Health information technology (HIT) has been seen as a vehicle for improving the quality and safety of health care, for gaining more accountability and value in purchasing, for advancing the role and engagement of consumers in prevention and health decisions, for accelerating discovery and dissemination of new treatments, and for sharpening public-health monitoring and surveillance. HIT has had high priority in the health care system under two presidential administrations, and it continues to enjoy strong bipartisan support at the state and federal levels.

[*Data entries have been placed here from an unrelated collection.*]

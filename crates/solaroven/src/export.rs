//! Write analysis results to an output directory
//!
//! Directory structure:
//! {out_dir}/
//!   report.txt       # Text report
//!   charts.txt       # Static text charts (omitted with --no-charts)
//!   readings.json    # Every simulated reading
//!   summary.json     # Date, methodology, summaries, recommendations, ensemble

use std::path::{Path, PathBuf};

use color_eyre::eyre::{Result, WrapErr};
use serde::Serialize;
use solaroven_core::analysis::EnsembleReport;
use solaroven_core::{EfficiencySummary, OvenReading, Recommendation, SessionConfig};

use crate::Analysis;

pub const REPORT_FILE: &str = "report.txt";
pub const CHARTS_FILE: &str = "charts.txt";
pub const READINGS_FILE: &str = "readings.json";
pub const SUMMARY_FILE: &str = "summary.json";

const METHODOLOGY: &str = "Comparative analysis of simulated solar oven designs";

/// Machine-readable results written to `summary.json`
#[derive(Debug, Serialize)]
pub struct ResultsSummary<'a> {
    pub analysis_date: jiff::civil::Date,
    pub methodology: &'static str,
    pub seed: u64,
    pub config: &'a SessionConfig,
    pub summaries: &'a [EfficiencySummary],
    pub recommendations: &'a [Recommendation],
    #[serde(skip_serializing_if = "Option::is_none")]
    pub ensemble: Option<&'a EnsembleReport>,
}

impl<'a> ResultsSummary<'a> {
    pub fn new(analysis: &'a Analysis, analysis_date: jiff::civil::Date) -> Self {
        Self {
            analysis_date,
            methodology: METHODOLOGY,
            seed: analysis.seed,
            config: &analysis.config,
            summaries: &analysis.summaries,
            recommendations: &analysis.recommendations,
            ensemble: analysis.ensemble.as_ref(),
        }
    }
}

/// Paths of the files written by `export`
#[derive(Debug, Clone, PartialEq, Eq)]
pub struct ExportedFiles {
    pub report: PathBuf,
    pub charts: Option<PathBuf>,
    pub readings: PathBuf,
    pub summary: PathBuf,
}

fn write_file(path: &Path, contents: &str) -> Result<()> {
    std::fs::write(path, contents).wrap_err_with(|| format!("failed to write {}", path.display()))
}

/// Write every output file into `out_dir`, creating it if needed.
///
/// The analysis date is today's date in the system time zone.
pub fn export(
    analysis: &Analysis,
    report: &str,
    charts: Option<&str>,
    out_dir: &Path,
) -> Result<ExportedFiles> {
    export_dated(
        analysis,
        report,
        charts,
        out_dir,
        jiff::Zoned::now().date(),
    )
}

/// `export` with an explicit analysis date
pub fn export_dated(
    analysis: &Analysis,
    report: &str,
    charts: Option<&str>,
    out_dir: &Path,
    analysis_date: jiff::civil::Date,
) -> Result<ExportedFiles> {
    std::fs::create_dir_all(out_dir)
        .wrap_err_with(|| format!("failed to create output directory {}", out_dir.display()))?;

    let report_path = out_dir.join(REPORT_FILE);
    write_file(&report_path, report)?;

    let charts_path = match charts {
        Some(text) => {
            let path = out_dir.join(CHARTS_FILE);
            write_file(&path, text)?;
            Some(path)
        }
        None => None,
    };

    let readings: &[OvenReading] = &analysis.session.readings;
    let readings_path = out_dir.join(READINGS_FILE);
    let readings_json =
        serde_json::to_string_pretty(readings).wrap_err("failed to serialize readings")?;
    write_file(&readings_path, &readings_json)?;

    let summary = ResultsSummary::new(analysis, analysis_date);
    let summary_path = out_dir.join(SUMMARY_FILE);
    let summary_json =
        serde_json::to_string_pretty(&summary).wrap_err("failed to serialize summary")?;
    write_file(&summary_path, &summary_json)?;

    tracing::info!(out_dir = %out_dir.display(), "exported results");

    Ok(ExportedFiles {
        report: report_path,
        charts: charts_path,
        readings: readings_path,
        summary: summary_path,
    })
}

When the federal HIT effort was launched in 2004 (The White House, 2004), four overriding national priorities were articulated: providing information tools, such as electronic health records (EHRs), to clinicians for use in patient care; connecting health information so that it follows patients throughout care and can be aggregated to advance health care delivery; supporting consumers with information to help them to manage their care; and advancing public health, clinical trials, and other data-intensive activities. The 2004 HIT plan has been updated three times (in 2009, 2011, and 2015), but the core priorities remain similar.
The first national goal for HIT has been largely realized. Nearly all hospitals use EHRs to manage patient care, as do growing numbers of physician practices, ancillary care facilities, and other sites of care. There is widespread recognition that it is infeasible to operate a complex health care business today without having EHRs and other point-of-care information tools available for clinicians.
The other three goals of the HIT plan have not been realized. Efforts to aggregate and share information for specific patients longitudinally among providers have been aggressively pursued with some success but have been hindered by financial conflicts, proprietary barriers, legacy technology, obsolete regulations, and other challenges. Personalized consumer health information, although enjoying some advances in the form of portals and other online access tools, has not become widely used by consumers for a variety of reasons, including a lack of functionality and interoperability. Likewise, data-intensive sectors of health care— such as clinical trials, public-health surveillance, and quality measurement—have not transformed their methods and rules to take advantage of the ubiquity of electronic health information.